Experience in other countries trying to achieve the above goals tells us that a far better model involves a “Hub and Spoke” arrangement. Imagine a geographic area which has lets say 35 GP practices. Centrally placed is a stand alone Acute Care Centre that services that area providing the services Labor is envisaging. The Hub may offer other services besides.

In some models Hubs have personnel with pharmaceutical expertise who interview representatives from drug companies and assess drug developments and provide recommendations back to GPs in this “Primary Care Network”. IT expertise, help with continuing professional development and the facilitation of the seamless integration of patient care from GPs, the Hub and local hospitals are features . There are numerous variations on this theme but networking in a patient focused way is the centrepiece.

I have sat, enviously, in the conference room of a “hub” in NZ for a lunch time meeting where some local GPs, staff of the Acute Care Centre and doctors and allied health professional from the local hospital, met to discuss better ways of helping their ‘frequent flyers’.

Contrast this with what we call “Primary Health Care Networks (PHNs) in Australia. of which we have 33 for the whole of the country. These organisations are primarily charged with helping GPs get for their patients, the non-medical care they need. There is but one PHN for all of Western Australia outside of Perth!

Both major parties are promising to reduce the cost of PBS prescriptions and that’s welcome. Far too many of us, struggling financially, chuck our doctors prescriptions in the bin.

But what are the crucial initiatives that are not even getting a mention?

Despite almost universal agreement among infectious disease specialists and epidemiologists that more animal to human infections are to be expected and exacerbated by climate change, calls for Australia to establish a Centre for Disease Control (CDC) to help us handle this reality and prepare for Covid-24, continue to fall on deaf government ears.

Much discussed in Pearls and Irritations is the need for dental care to be covered by Medicare. Poor oral health not only causes much suffering but costs us many millions of dollars as we treat the consequences. 26,000 people in NSW are on a waiting list for dental assessment at Sydney’s dental hospital.

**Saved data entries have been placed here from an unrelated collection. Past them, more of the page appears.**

//! Persisted event state.
//!
//! The scalar fields live in a singleton record under [`EVENT_KEY`]. The
//! three membership collections live in their own namespaces and are read
//! and written through the storage handle on every call.

use crate::details::EventDetails;
use crate::error::{EventError, Result};
use gala_chain::storage::{read_record, write_record};
use gala_chain::{AccountId, Balance, PersistentSet, Storage};
use serde::{Deserialize, Serialize};

/// Storage key of the event singleton
pub const EVENT_KEY: &str = "ev";

/// Cohost accounts
pub const COHOSTS: PersistentSet<AccountId> = PersistentSet::new("ch");

/// Guest-list accounts
pub const GUESTS: PersistentSet<AccountId> = PersistentSet::new("gl");

/// Sold tickets
pub const TICKETS: PersistentSet<Ticket> = PersistentSet::new("tx");

/// A ticket to the event; one per owner
#[derive(Clone, Debug, PartialEq, Eq, PartialOrd, Ord, Hash, Serialize, Deserialize)]
pub struct Ticket {
    /// Account holding the ticket
    pub owner: AccountId,
}

/// The event singleton
#[derive(Clone, Debug, PartialEq, Eq, Serialize, Deserialize)]
pub struct Event {
    /// Account that initialized the event
    pub host: AccountId,
    /// Ticket cap; zero means unlimited
    pub max_tickets: u32,
    /// Price per ticket; zero means free
    pub ticket_price: Balance,
    /// Sum of deposits attached to successful purchases
    pub ticket_revenue: Balance,
    /// Set once by `pay_hosts`
    pub paid_out: bool,
    /// Set once by `go_public`
    pub public: bool,
    /// Date, location, and copy
    pub details: EventDetails,
}

impl Event {
    /// A private, free, unlimited event
    #[must_use]
    pub const fn new(host: AccountId, details: EventDetails) -> Self {
        Self {
            host,
            max_tickets: 0,
            ticket_price: Balance::ZERO,
            ticket_revenue: Balance::ZERO,
            paid_out: false,
            public: false,
            details,
        }
    }

    /// True once `initialize` has committed
    pub fn exists<S: Storage + ?Sized>(storage: &S) -> bool {
        storage.has_key(EVENT_KEY.as_bytes())
    }

    /// Load the singleton
    ///
    /// # Errors
    ///
    /// Returns [`EventError::NotInitialized`] before `initialize`.
    pub fn load<S: Storage + ?Sized>(storage: &S) -> Result<Self> {
        read_record(storage, EVENT_KEY)?.ok_or(EventError::NotInitialized)
    }

    /// Persist the singleton
    ///
    /// # Errors
    ///
    /// Returns [`EventError::Storage`] if the record cannot be encoded.
    pub fn save<S: Storage + ?Sized>(&self, storage: &mut S) -> Result<()> {
        write_record(storage, EVENT_KEY, self)?;
        Ok(())
    }

    /// Cohosts in enumeration order
    ///
    /// # Errors
    ///
    /// Returns [`EventError::Storage`] on corrupt entries.
    pub fn cohosts<S: Storage + ?Sized>(storage: &S) -> Result<Vec<AccountId>> {
        Ok(COHOSTS.values(storage)?)
    }

    /// Number of tickets sold
    pub fn tickets_sold<S: Storage + ?Sized>(storage: &S) -> u32 {
        u32::try_from(TICKETS.len(storage)).unwrap_or(u32::MAX)
    }

    /// True for the host and cohosts
    ///
    /// # Errors
    ///
    /// Returns [`EventError::Storage`] if the lookup fails.
    pub fn is_cohost<S: Storage + ?Sized>(&self, storage: &S, account: &AccountId) -> Result<bool> {
        Ok(*account == self.host || COHOSTS.contains(storage, account)?)
    }

    /// True for the host, cohosts, and guests
    ///
    /// # Errors
    ///
    /// Returns [`EventError::Storage`] if the lookup fails.
    pub fn is_insider<S: Storage + ?Sized>(&self, storage: &S, account: &AccountId) -> Result<bool> {
        Ok(self.is_cohost(storage, account)? || GUESTS.contains(storage, account)?)
    }

    /// True for insiders and ticket holders
    ///
    /// # Errors
    ///
    /// Returns [`EventError::Storage`] if the lookup fails.
    pub fn has_ticket<S: Storage + ?Sized>(&self, storage: &S, account: &AccountId) -> Result<bool> {
        if self.is_insider(storage, account)? {
            return Ok(true);
        }
        let ticket = Ticket {
            owner: account.clone(),
        };
        Ok(TICKETS.contains(storage, &ticket)?)
    }
}

/// Read-only projection returned by `get_event`
#[derive(Clone, Debug, PartialEq, Eq, Serialize, Deserialize)]
pub struct EventView {
    /// Account that initialized the event
    pub host: AccountId,
    /// Cohost accounts
    pub cohosts: Vec<AccountId>,
    /// Ticket cap; zero means unlimited
    pub max_tickets: u32,
    /// Price per ticket
    pub ticket_price: Balance,
    /// Whether tickets are on sale
    pub public: bool,
    /// Tickets sold so far
    pub tickets_sold: u32,
    /// Date, location, and copy
    pub details: EventDetails,
}
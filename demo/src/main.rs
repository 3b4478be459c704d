//! Gala demo binary
//!
//! Runs the walkthrough on an in-memory chain with structured logging.
//! Limits can be overridden with `GALA_MIN_ACCOUNT_BALANCE` and `GALA_XCC_GAS`,
//! read from the environment or a `.env` file.

use gala_chain::ChainConfig;
use gala_core::environment::{Clock, SystemClock};
use gala_testing::Sandbox;
use std::time::Duration;
use tracing_subscriber::{layer::SubscriberExt, util::SubscriberInitExt};

#[tokio::main]
async fn main() -> anyhow::Result<()> {
    dotenvy::dotenv().ok();

    tracing_subscriber::registry()
        .with(
            tracing_subscriber::EnvFilter::try_from_default_env()
                .unwrap_or_else(|_| "gala_demo=info,gala_event=info,gala_factory=info".into()),
        )
        .with(tracing_subscriber::fmt::layer())
        .init();

    let config = ChainConfig::from_env();
    tracing::info!(
        min_account_balance = %config.min_account_balance,
        xcc_gas = config.xcc_gas.as_units(),
        "Starting sandbox"
    );

    let sandbox = Sandbox::starting_at(config, SystemClock.now());
    let report = gala_demo::run(&sandbox).await?;

    println!("=== Gala walkthrough ===\n");
    println!("Registered events: {:?}", report.event_names);
    println!(
        "{} at {}: {}/{} tickets sold",
        report.event.details.title,
        report.event.details.location,
        report.event.tickets_sold,
        report.event.max_tickets,
    );
    println!("\nRejected along the way:");
    for message in &report.rejections {
        println!("  • {message}");
    }
    println!("\nHost balance:   {} yocto", report.host_balance);
    println!("Cohost balance: {} yocto", report.cohost_balance);

    sandbox.shutdown(Duration::from_secs(5)).await?;
    Ok(())
}
//! Pagination-token codecs.
//!
//! A [`Tokenizer`] turns the store's continuation key into an opaque string
//! callers can hand back to resume a scan, and reverses it on the way in.
//! The contract is `decode(encode(m)) == m` for every valid key map,
//! including the empty map, which round-trips as the empty string.

use std::collections::HashMap;
use std::sync::Arc;

use async_trait::async_trait;
use aws_sdk_dynamodb::types::AttributeValue;
use base64::engine::general_purpose::STANDARD;
use base64::Engine;

use crate::error::{Error, Result};
use crate::wire::Item;

/// A continuation key: key attribute name to string value.
///
/// Key attributes in this key scheme are always strings.
pub type KeyMap = HashMap<String, String>;

/// Encodes and decodes opaque pagination tokens.
#[async_trait]
pub trait Tokenizer: Send + Sync {
    /// Encodes a continuation key as an opaque token. The empty map encodes
    /// to the empty string.
    async fn encode(&self, key: &KeyMap) -> Result<String>;

    /// Decodes an opaque token back into a continuation key. The empty
    /// string decodes to the empty map.
    async fn decode(&self, token: &str) -> Result<KeyMap>;
}

/// Plain JSON token codec. Reversible, no confidentiality.
#[derive(Debug, Default, Clone, Copy)]
pub struct JsonTokenizer;

#[async_trait]
impl Tokenizer for JsonTokenizer {
    async fn encode(&self, key: &KeyMap) -> Result<String> {
        if key.is_empty() {
            return Ok(String::new());
        }
        serde_json::to_string(key).map_err(|e| Error::Token(format!("failed to encode page token: {e}")))
    }

    async fn decode(&self, token: &str) -> Result<KeyMap> {
        if token.is_empty() {
            return Ok(KeyMap::new());
        }
        serde_json::from_str(token).map_err(|e| Error::Token(format!("failed to decode page token: {e}")))
    }
}

/// An external envelope-encryption service.
///
/// The encrypted tokenizer delegates confidentiality to this boundary; any
/// service failure surfaces as [`Error::Token`].
#[async_trait]
pub trait EncryptionService: Send + Sync {
    async fn encrypt(&self, plaintext: Vec<u8>) -> Result<Vec<u8>>;
    async fn decrypt(&self, ciphertext: Vec<u8>) -> Result<Vec<u8>>;
}

/// Envelope encryption backed by AWS KMS.
#[derive(Debug, Clone)]
pub struct KmsEncryptionService {
    client: aws_sdk_kms::Client,
    key_id: String,
}

impl KmsEncryptionService {
    pub fn new(client: aws_sdk_kms::Client, key_id: impl Into<String>) -> Self {
        Self {
            client,
            key_id: key_id.into(),
        }
    }

    /// Creates a service using the default AWS credential chain.
    pub async fn from_env(key_id: impl Into<String>) -> Self {
        let config = aws_config::load_defaults(aws_config::BehaviorVersion::latest()).await;
        Self::new(aws_sdk_kms::Client::new(&config), key_id)
    }
}

#[async_trait]
impl EncryptionService for KmsEncryptionService {
    async fn encrypt(&self, plaintext: Vec<u8>) -> Result<Vec<u8>> {
        let output = self
            .client
            .encrypt()
            .key_id(&self.key_id)
            .plaintext(aws_sdk_kms::primitives::Blob::new(plaintext))
            .send()
            .await
            .map_err(|e| Error::Token(format!("KMS encrypt failed: {e}")))?;

        output
            .ciphertext_blob
            .map(|blob| blob.into_inner())
            .ok_or_else(|| Error::Token("KMS encrypt returned no ciphertext".to_string()))
    }

    async fn decrypt(&self, ciphertext: Vec<u8>) -> Result<Vec<u8>> {
        let output = self
            .client
            .decrypt()
            .key_id(&self.key_id)
            .ciphertext_blob(aws_sdk_kms::primitives::Blob::new(ciphertext))
            .send()
            .await
            .map_err(|e| Error::Token(format!("KMS decrypt failed: {e}")))?;

        output
            .plaintext
            .map(|blob| blob.into_inner())
            .ok_or_else(|| Error::Token("KMS decrypt returned no plaintext".to_string()))
    }
}

/// Token codec that encrypts the JSON key map through an external
/// [`EncryptionService`] and base64-encodes the ciphertext for transport.
#[derive(Clone)]
pub struct EnvelopeTokenizer {
    service: Arc<dyn EncryptionService>,
}

impl EnvelopeTokenizer {
    pub fn new(service: Arc<dyn EncryptionService>) -> Self {
        Self { service }
    }
}

#[async_trait]
impl Tokenizer for EnvelopeTokenizer {
    async fn encode(&self, key: &KeyMap) -> Result<String> {
        if key.is_empty() {
            return Ok(String::new());
        }
        let plaintext = serde_json::to_vec(key)
            .map_err(|e| Error::Token(format!("failed to encode page token: {e}")))?;
        let ciphertext = self.service.encrypt(plaintext).await?;
        Ok(STANDARD.encode(ciphertext))
    }

    async fn decode(&self, token: &str) -> Result<KeyMap> {
        if token.is_empty() {
            return Ok(KeyMap::new());
        }
        let ciphertext = STANDARD
            .decode(token)
            .map_err(|e| Error::Token(format!("page token is not valid base64: {e}")))?;
        let plaintext = self.service.decrypt(ciphertext).await?;
        serde_json::from_slice(&plaintext)
            .map_err(|e| Error::Token(format!("failed to decode page token: {e}")))
    }
}

/// Converts a continuation key to exclusive-start-key attributes.
pub(crate) fn key_map_to_attrs(key: &KeyMap) -> Item {
    key.iter()
        .map(|(name, value)| (name.clone(), AttributeValue::S(value.clone())))
        .collect()
}

/// Converts a last-evaluated-key attribute map into a continuation key.
///
/// Non-string key attributes cannot be represented in a token and fail with
/// [`Error::Token`].
pub(crate) fn attrs_to_key_map(attrs: &Item) -> Result<KeyMap> {
    attrs
        .iter()
        .map(|(name, value)| {
            value
                .as_s()
                .map(|s| (name.clone(), s.clone()))
                .map_err(|_| Error::Token(format!("continuation key attribute {name} is not a string")))
        })
        .collect()
}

Where is the discussion about the need for the Federal government to fund and manage more aged care residential facilities. Research demonstrates far superior care in government run centres. The lack of any reasonable profit margin in privately run homes is a major cause of the totally unacceptable standard of care that is so common.

Stalled are promised initiatives to move way from the ‘Fee for Service’ model for paying for primary care with its inbuilt perverse incentives for quantity to be more important than quality. Better remuneration for our GPs is a crucial issue. Only 15% of medical graduates express interest in being a ‘GP’. We need that figure to be 50% but the income disparities between GPs and ‘specialists’ (of course in reality GPs are specialists) is so great that a career in primary care is increasingly unattractive.

Then there is the crisis in rural based health care. The 33% of Australians who live in rural and remote settings produce 66% of the nations wealth and die, on average 4 years earlier than their city cousins. A detailed discussion is not possible herein but not much has changed, unfortunately, since my analysis in P&1 on December 4, 2017 “When will we seriously tackle the Inequity associated with the delivery of health services to rural and remote Australians?”

 Whether it be the AMA, the specialist medical societies, the consumer health forum, the Rural Doctors association, the College of Nursing etc etc, all agree that major structural reform of our health system is essential. Ten years of coalition government tells us that the LNP will not deliver the needed reforms. Labor might and certainly seem to better understand the imperatives. Perhaps a cluster of intelligent independent members of parliament might force reforms.

While we wait to see if any of the above issues surface in the last weeks of the electioneering, have a ‘flu’ shot. Stories of vaccine fatigue and slow uptake of influenza vaccination is an immediate concern.